Trump’s advisers have reportedly been discussing invoking the act on the first day of the administration to put down protestors. Jeffrey Clark, who attempted to take over the DOJ on Trump’s behalf during his 2020 coup attempt, is leading research into how the Act might be used, the Washington Post reported last month.
At the same time, Trump and those around him have increasingly leaned on rhetoric aimed at the military which describes officers who aren’t Trump loyalists as “treasonous” or “woke.”
Some of that commentary is aimed at military officials who dissuaded him from taking extreme courses of action like deploying 250,000 troops along the U.S.-Mexico border or invoking the Insurrection Act to order troops to shoot protestors while he was in office.
In both of those instances, as in others, senior Pentagon officials managed to dissuade Trump from coopting the military. But that goes to a key purpose of the Trumpian rhetoric, be it suggesting that the officer corps are “woke” or that former Joint Chiefs of Staff Chairman Mark Milley deserves execution: pressuring senior military leadership.
Or, as Trump adviser Steve Bannon phrased it on recent episodes of his War Room podcast, including on one titled “Disloyalty in the Military,” a second Trump administration would face the same “massive issue” that, in Bannon’s telling, Prime Minister Benjamin Netanyahu contending with in Israel: “a massive left-wing coup.”

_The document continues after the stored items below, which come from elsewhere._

// 🧑‍⚖️ Review - Operator commands and the listings they work from
//
// Commands (each leaves an audit event):
// - map_detail:          point an ambiguous record at a payer
// - update_pretty_name:  set or clear a payer's display name
// - assign_group:        move a payer to a group (placeholder group if new)
//
// Listings:
// - unmapped_page: records a dry-run resolution flags as ambiguous
// - payers_page:   canonical payers with their display names
// - group_tree:    inferred group hierarchy

use crate::config::ResolverConfig;
use crate::db::Event;
use crate::error::Result;
use crate::hierarchy::{GroupNode, HierarchyInferencer};
use crate::matching::MatchOutcome;
use crate::run::ResolutionRun;
use crate::store::{Page, PayerStore};
use serde::{Deserialize, Serialize};
use tracing::{info, warn};

/// Default actor for audit events
pub const OPERATOR: &str = "operator";

// ============================================================================
// LISTING SHAPES
// ============================================================================

#[derive(Debug, Clone, PartialEq, Eq, Serialize, Deserialize)]
pub struct PayerListing {
    pub payer_id: String,
    pub payer_name: String,
    pub pretty_name: Option<String>,
    /// pretty_name if set, otherwise derived from payer_name
    pub display_name: String,
    pub group_id: String,
}

#[derive(Debug, Clone, PartialEq, Eq, Serialize, Deserialize)]
pub struct UnmappedRecord {
    pub detail_id: i64,
    pub payer_id: String,
    pub payer_name: String,
    pub state: Option<String>,
    pub source: String,
    /// Payer the record was close to
    pub candidate_payer_id: String,
    pub score: u8,
}

// ============================================================================
// COMMANDS
// ============================================================================

/// Manual override: assign a detail record to an existing payer
pub fn map_detail<S: PayerStore>(
    store: &mut S,
    detail_id: i64,
    payer_id: &str,
    actor: &str,
) -> Result<()> {
    if let Err(e) = store.assign_detail_payer(detail_id, payer_id) {
        warn!("map_detail({}, {}) rejected: {}", detail_id, payer_id, e);
        return Err(e);
    }

    store.record_event(&Event::new(
        "detail_mapped",
        "payer_detail",
        &detail_id.to_string(),
        serde_json::json!({ "payer_id": payer_id }),
        actor,
    ))?;
    info!("Detail {} mapped to payer {}", detail_id, payer_id);
    Ok(())
}

/// Set a payer's display name; a blank name clears it
pub fn update_pretty_name<S: PayerStore>(
    store: &mut S,
    payer_id: &str,
    pretty_name: &str,
    actor: &str,
) -> Result<()> {
    if let Err(e) = store.set_pretty_name(payer_id, pretty_name) {
        warn!("update_pretty_name({}) rejected: {}", payer_id, e);
        return Err(e);
    }

    store.record_event(&Event::new(
        "pretty_name_updated",
        "payer",
        payer_id,
        serde_json::json!({ "pretty_name": pretty_name.trim() }),
        actor,
    ))?;
    Ok(())
}

/// Move a payer to a group; returns true if the group was created
pub fn assign_group<S: PayerStore>(
    store: &mut S,
    payer_id: &str,
    group_id: &str,
    actor: &str,
) -> Result<bool> {
    let created = match store.set_payer_group(payer_id, group_id) {
        Ok(created) => created,
        Err(e) => {
            warn!("assign_group({}, {}) rejected: {}", payer_id, group_id, e);
            return Err(e);
        }
    };

    if created {
        info!("Created placeholder group {}", group_id);
    }

    store.record_event(&Event::new(
        "group_assigned",
        "payer",
        payer_id,
        serde_json::json!({ "group_id": group_id, "group_created": created }),
        actor,
    ))?;
    Ok(created)
}

// ============================================================================
// LISTINGS
// ============================================================================

/// Records currently needing review, from a dry-run resolution
pub fn unmapped_page<S: PayerStore>(
    store: &mut S,
    config: &ResolverConfig,
    offset: usize,
    limit: usize,
) -> Result<Page<UnmappedRecord>> {
    let report = ResolutionRun::new(store, config).dry_run(true).execute()?;

    let unmapped: Vec<UnmappedRecord> = report
        .ambiguous
        .into_iter()
        .filter_map(|resolution| match resolution.outcome {
            MatchOutcome::Ambiguous { payer_id, score } => Some(UnmappedRecord {
                detail_id: resolution.record.detail_id,
                payer_id: resolution.record.payer_id,
                payer_name: resolution.record.payer_name,
                state: resolution.record.state,
                source: resolution.record.source,
                candidate_payer_id: payer_id,
                score,
            }),
            _ => None,
        })
        .collect();

    Ok(Page::slice(unmapped, offset, limit))
}

pub fn payers_page<S: PayerStore>(store: &S, offset: usize, limit: usize) -> Result<Page<PayerListing>> {
    let listings: Vec<PayerListing> = store
        .fetch_canonical_payers()?
        .into_iter()
        .map(|payer| PayerListing {
            display_name: payer.display_name(),
            payer_id: payer.payer_id,
            payer_name: payer.payer_name,
            pretty_name: payer.pretty_name,
            group_id: payer.group_id,
        })
        .collect();

    Ok(Page::slice(listings, offset, limit))
}

pub fn group_tree<S: PayerStore>(store: &S, config: &ResolverConfig) -> Result<Vec<GroupNode>> {
    let groups = store.fetch_groups()?;
    Ok(HierarchyInferencer::from_config(config).infer(&groups))
}

// ============================================================================
// TESTS
// ============================================================================
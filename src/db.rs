use crate::entities::{
    detail::normalize_state, CanonicalPayer, PayerGroup, RawDetailRecord, UNKNOWN_GROUP_ID,
    UNMAPPED_PAYER_ID,
};
use crate::error::{ResolverError, Result};
use crate::store::{BatchWrites, PayerStore};
use chrono::{DateTime, Utc};
use rusqlite::{params, Connection, OptionalExtension};
use serde::{Deserialize, Serialize};
use std::collections::HashMap;
use std::path::Path;
use tracing::{info, warn};

/// Event for audit trail: every operator command and committed batch
#[derive(Debug, Serialize, Deserialize, Clone)]
pub struct Event {
    pub event_id: String,
    pub timestamp: DateTime<Utc>,
    pub event_type: String,
    pub entity_type: String,
    pub entity_id: String,
    pub data: serde_json::Value,
    pub actor: String,
}

impl Event {
    pub fn new(
        event_type: &str,
        entity_type: &str,
        entity_id: &str,
        data: serde_json::Value,
        actor: &str,
    ) -> Self {
        Self {
            event_id: uuid::Uuid::new_v4().to_string(),
            timestamp: Utc::now(),
            event_type: event_type.to_string(),
            entity_type: entity_type.to_string(),
            entity_id: entity_id.to_string(),
            data,
            actor: actor.to_string(),
        }
    }
}

/// Counts from one CSV import
#[derive(Debug, Clone, Default, PartialEq, Eq, Serialize)]
pub struct ImportSummary {
    pub inserted: usize,
    pub duplicates: usize,
    pub skipped: usize,
}

pub fn setup_database(conn: &Connection) -> Result<()> {
    // Enable WAL mode for crash recovery
    conn.pragma_update(None, "journal_mode", "WAL")?;
    conn.pragma_update(None, "foreign_keys", "ON")?;

    // ==========================================================================
    // Groups / Payers / Details
    // ==========================================================================
    conn.execute(
        "CREATE TABLE IF NOT EXISTS payer_groups (
            group_id TEXT PRIMARY KEY,
            group_name TEXT NOT NULL UNIQUE
        )",
        [],
    )?;

    conn.execute(
        "CREATE TABLE IF NOT EXISTS payers (
            payer_id TEXT PRIMARY KEY,
            payer_name TEXT NOT NULL,
            pretty_name TEXT,
            group_id TEXT NOT NULL REFERENCES payer_groups(group_id),
            UNIQUE (payer_name, group_id)
        )",
        [],
    )?;

    // payer_id is not a declared foreign key: raw ids arrive before the
    // payers they will resolve to.
    conn.execute(
        "CREATE TABLE IF NOT EXISTS payer_details (
            detail_id INTEGER PRIMARY KEY AUTOINCREMENT,
            idempotency_hash TEXT UNIQUE NOT NULL,
            payer_id TEXT NOT NULL,
            payer_name TEXT NOT NULL,
            state TEXT,
            source TEXT,
            created_at DATETIME DEFAULT CURRENT_TIMESTAMP
        )",
        [],
    )?;

    // ==========================================================================
    // Events Table (audit trail)
    // ==========================================================================
    conn.execute(
        "CREATE TABLE IF NOT EXISTS events (
            id INTEGER PRIMARY KEY AUTOINCREMENT,
            event_id TEXT UNIQUE NOT NULL,
            timestamp TEXT NOT NULL,
            event_type TEXT NOT NULL,
            entity_type TEXT NOT NULL,
            entity_id TEXT NOT NULL,
            data TEXT NOT NULL,
            actor TEXT NOT NULL,
            created_at DATETIME DEFAULT CURRENT_TIMESTAMP
        )",
        [],
    )?;

    // ==========================================================================
    // Indexes
    // ==========================================================================
    conn.execute(
        "CREATE INDEX IF NOT EXISTS idx_details_payer ON payer_details(payer_id)",
        [],
    )?;

    conn.execute(
        "CREATE INDEX IF NOT EXISTS idx_payers_group ON payers(group_id)",
        [],
    )?;

    conn.execute(
        "CREATE INDEX IF NOT EXISTS idx_events_entity ON events(entity_type, entity_id)",
        [],
    )?;

    // ==========================================================================
    // Sentinels
    // ==========================================================================
    conn.execute(
        "INSERT OR IGNORE INTO payer_groups (group_id, group_name) VALUES (?1, ?2)",
        params![UNKNOWN_GROUP_ID, crate::entities::UNKNOWN_GROUP_NAME],
    )?;

    conn.execute(
        "INSERT OR IGNORE INTO payers (payer_id, payer_name, pretty_name, group_id)
         VALUES (?1, 'Unmapped Payer', 'Unmapped', ?2)",
        params![UNMAPPED_PAYER_ID, UNKNOWN_GROUP_ID],
    )?;

    Ok(())
}

// ============================================================================
// CSV IMPORT
// ============================================================================

/// Read normalized rows (payer_id, payer_name, state, source)
///
/// Rows without a source get `default_source`, else the file stem. Rows
/// without a payer_id get a synthetic "ID<row>" so they can still seed a
/// payer.
pub fn load_csv(csv_path: &Path, default_source: Option<&str>) -> Result<Vec<RawDetailRecord>> {
    let mut rdr = csv::ReaderBuilder::new()
        .trim(csv::Trim::All)
        .from_path(csv_path)?;

    let source = default_source.map(str::to_string).unwrap_or_else(|| {
        csv_path
            .file_stem()
            .map(|s| s.to_string_lossy().into_owned())
            .unwrap_or_default()
    });

    let mut records = Vec::new();
    for (index, result) in rdr.deserialize().enumerate() {
        let mut record: RawDetailRecord = result?;
        if record.payer_id.is_empty() {
            record.payer_id = format!("ID{}", index);
        }
        if record.source.is_empty() {
            record.source = source.clone();
        }
        records.push(record);
    }

    Ok(records)
}

pub fn insert_details(conn: &Connection, records: &[RawDetailRecord]) -> Result<ImportSummary> {
    let mut summary = ImportSummary::default();

    for (index, record) in records.iter().enumerate() {
        if record.payer_name.trim().is_empty() {
            warn!("Skipping row {} due to missing payer_name", index + 1);
            summary.skipped += 1;
            continue;
        }

        let hash = record.compute_idempotency_hash();
        let state = record.state.as_deref().and_then(normalize_state);

        let result = conn.execute(
            "INSERT INTO payer_details (idempotency_hash, payer_id, payer_name, state, source)
             VALUES (?1, ?2, ?3, ?4, ?5)",
            params![hash, record.payer_id, record.payer_name, state, record.source],
        );

        match result {
            Ok(_) => summary.inserted += 1,
            Err(rusqlite::Error::SqliteFailure(err, _))
                if err.code == rusqlite::ErrorCode::ConstraintViolation =>
            {
                summary.duplicates += 1;
            }
            Err(e) => return Err(e.into()),
        }
    }

    info!(
        "Imported {} detail records ({} duplicates, {} skipped)",
        summary.inserted, summary.duplicates, summary.skipped
    );

    Ok(summary)
}

// ============================================================================
// EVENTS
// ============================================================================

/// Insert event into audit trail
pub fn insert_event(conn: &Connection, event: &Event) -> Result<()> {
    let data_json = serde_json::to_string(&event.data)?;

    conn.execute(
        "INSERT INTO events (
            event_id, timestamp, event_type, entity_type, entity_id, data, actor
        ) VALUES (?1, ?2, ?3, ?4, ?5, ?6, ?7)",
        params![
            event.event_id,
            event.timestamp.to_rfc3339(),
            event.event_type,
            event.entity_type,
            event.entity_id,
            data_json,
            event.actor,
        ],
    )?;

    Ok(())
}

/// Get events for a specific entity, newest first
pub fn get_events_for_entity(
    conn: &Connection,
    entity_type: &str,
    entity_id: &str,
) -> Result<Vec<Event>> {
    let mut stmt = conn.prepare(
        "SELECT event_id, timestamp, event_type, entity_type, entity_id, data, actor
         FROM events
         WHERE entity_type = ?1 AND entity_id = ?2
         ORDER BY id DESC",
    )?;

    let events = stmt
        .query_map(params![entity_type, entity_id], |row| {
            let timestamp_str: String = row.get(1)?;
            let data_json: String = row.get(5)?;

            Ok(Event {
                event_id: row.get(0)?,
                timestamp: DateTime::parse_from_rfc3339(&timestamp_str)
                    .map_err(|e| {
                        rusqlite::Error::FromSqlConversionFailure(
                            1,
                            rusqlite::types::Type::Text,
                            Box::new(e),
                        )
                    })?
                    .with_timezone(&Utc),
                event_type: row.get(2)?,
                entity_type: row.get(3)?,
                entity_id: row.get(4)?,
                data: serde_json::from_str(&data_json).map_err(|e| {
                    rusqlite::Error::FromSqlConversionFailure(
                        5,
                        rusqlite::types::Type::Text,
                        Box::new(e),
                    )
                })?,
                actor: row.get(6)?,
            })
        })?
        .collect::<std::result::Result<Vec<_>, _>>()?;

    Ok(events)
}

// ============================================================================
// SQLITE STORE
// ============================================================================

pub struct SqliteStore {
    conn: Connection,
}

impl SqliteStore {
    /// Open (or create) a database file and make sure the schema exists
    pub fn open(path: &Path) -> Result<Self> {
        let conn = Connection::open(path)?;
        setup_database(&conn)?;
        Ok(SqliteStore { conn })
    }

    pub fn open_in_memory() -> Result<Self> {
        let conn = Connection::open_in_memory()?;
        setup_database(&conn)?;
        Ok(SqliteStore { conn })
    }

    pub fn connection(&self) -> &Connection {
        &self.conn
    }

    pub fn import_details(&self, records: &[RawDetailRecord]) -> Result<ImportSummary> {
        insert_details(&self.conn, records)
    }

    pub fn add_group(&self, group: &PayerGroup) -> Result<()> {
        self.conn.execute(
            "INSERT INTO payer_groups (group_id, group_name) VALUES (?1, ?2)",
            params![group.group_id, group.group_name],
        )?;
        Ok(())
    }

    /// Insert a canonical payer, creating its group as a placeholder if needed
    pub fn add_payer(&mut self, payer: &CanonicalPayer) -> Result<()> {
        let tx = self.conn.transaction()?;
        ensure_group(&tx, &payer.group_id)?;
        tx.execute(
            "INSERT INTO payers (payer_id, payer_name, pretty_name, group_id)
             VALUES (?1, ?2, ?3, ?4)",
            params![payer.payer_id, payer.payer_name, payer.pretty_name, payer.group_id],
        )?;
        tx.commit()?;
        Ok(())
    }

    pub fn find_payer(&self, payer_id: &str) -> Result<Option<CanonicalPayer>> {
        let payer = self
            .conn
            .query_row(
                "SELECT payer_id, payer_name, pretty_name, group_id FROM payers WHERE payer_id = ?1",
                [payer_id],
                row_to_payer,
            )
            .optional()?;
        Ok(payer)
    }

    pub fn find_detail(&self, detail_id: i64) -> Result<Option<RawDetailRecord>> {
        let detail = self
            .conn
            .query_row(
                "SELECT detail_id, payer_id, payer_name, state, source
                 FROM payer_details WHERE detail_id = ?1",
                [detail_id],
                row_to_detail,
            )
            .optional()?;
        Ok(detail)
    }

    pub fn events_for(&self, entity_type: &str, entity_id: &str) -> Result<Vec<Event>> {
        get_events_for_entity(&self.conn, entity_type, entity_id)
    }
}

fn row_to_payer(row: &rusqlite::Row<'_>) -> rusqlite::Result<CanonicalPayer> {
    Ok(CanonicalPayer {
        payer_id: row.get(0)?,
        payer_name: row.get(1)?,
        pretty_name: row.get(2)?,
        group_id: row.get(3)?,
    })
}

fn row_to_detail(row: &rusqlite::Row<'_>) -> rusqlite::Result<RawDetailRecord> {
    let source: Option<String> = row.get(4)?;
    Ok(RawDetailRecord {
        detail_id: row.get(0)?,
        payer_id: row.get(1)?,
        payer_name: row.get(2)?,
        state: row.get(3)?,
        source: source.unwrap_or_default(),
    })
}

“That’s exactly what you’ve got in the Pentagon today,” Bannon said.
The Trump adviser said separately that Trump would ensure loyalty in the armed forces in 2025 after dealing with what he described as a “Pentagon with its own agenda” during the first term.
“We’re not gonna do this again,” Bannon said. “You’ve got to get people that are truthful.”
It all drives at the same idea: the military has been stocked with disloyal, dishonest people who need to be removed, a pressure tactic aimed at making it more malleable in the future.
“That’s what they’re doing, but I don’t think it will work,” Bill Banks, founding director of the Institute for National Security and Counterterrorism, told TPM.
Banks added that the key question would be personnel: whether senior military leaders hang on through a Trump administration or whether, as Bannon suggested, they’re removed and replaced by more pliant ears.
“A lot of it is going to turn on who the principal people are in his administration,” Banks said. Mark Milley might have worked to keep the military from becoming politicized but, Banks said, “If he’s got a Mike Flynn kind of Secretary of Defense or Chairman of the Joint Chiefs” things may turn out differently.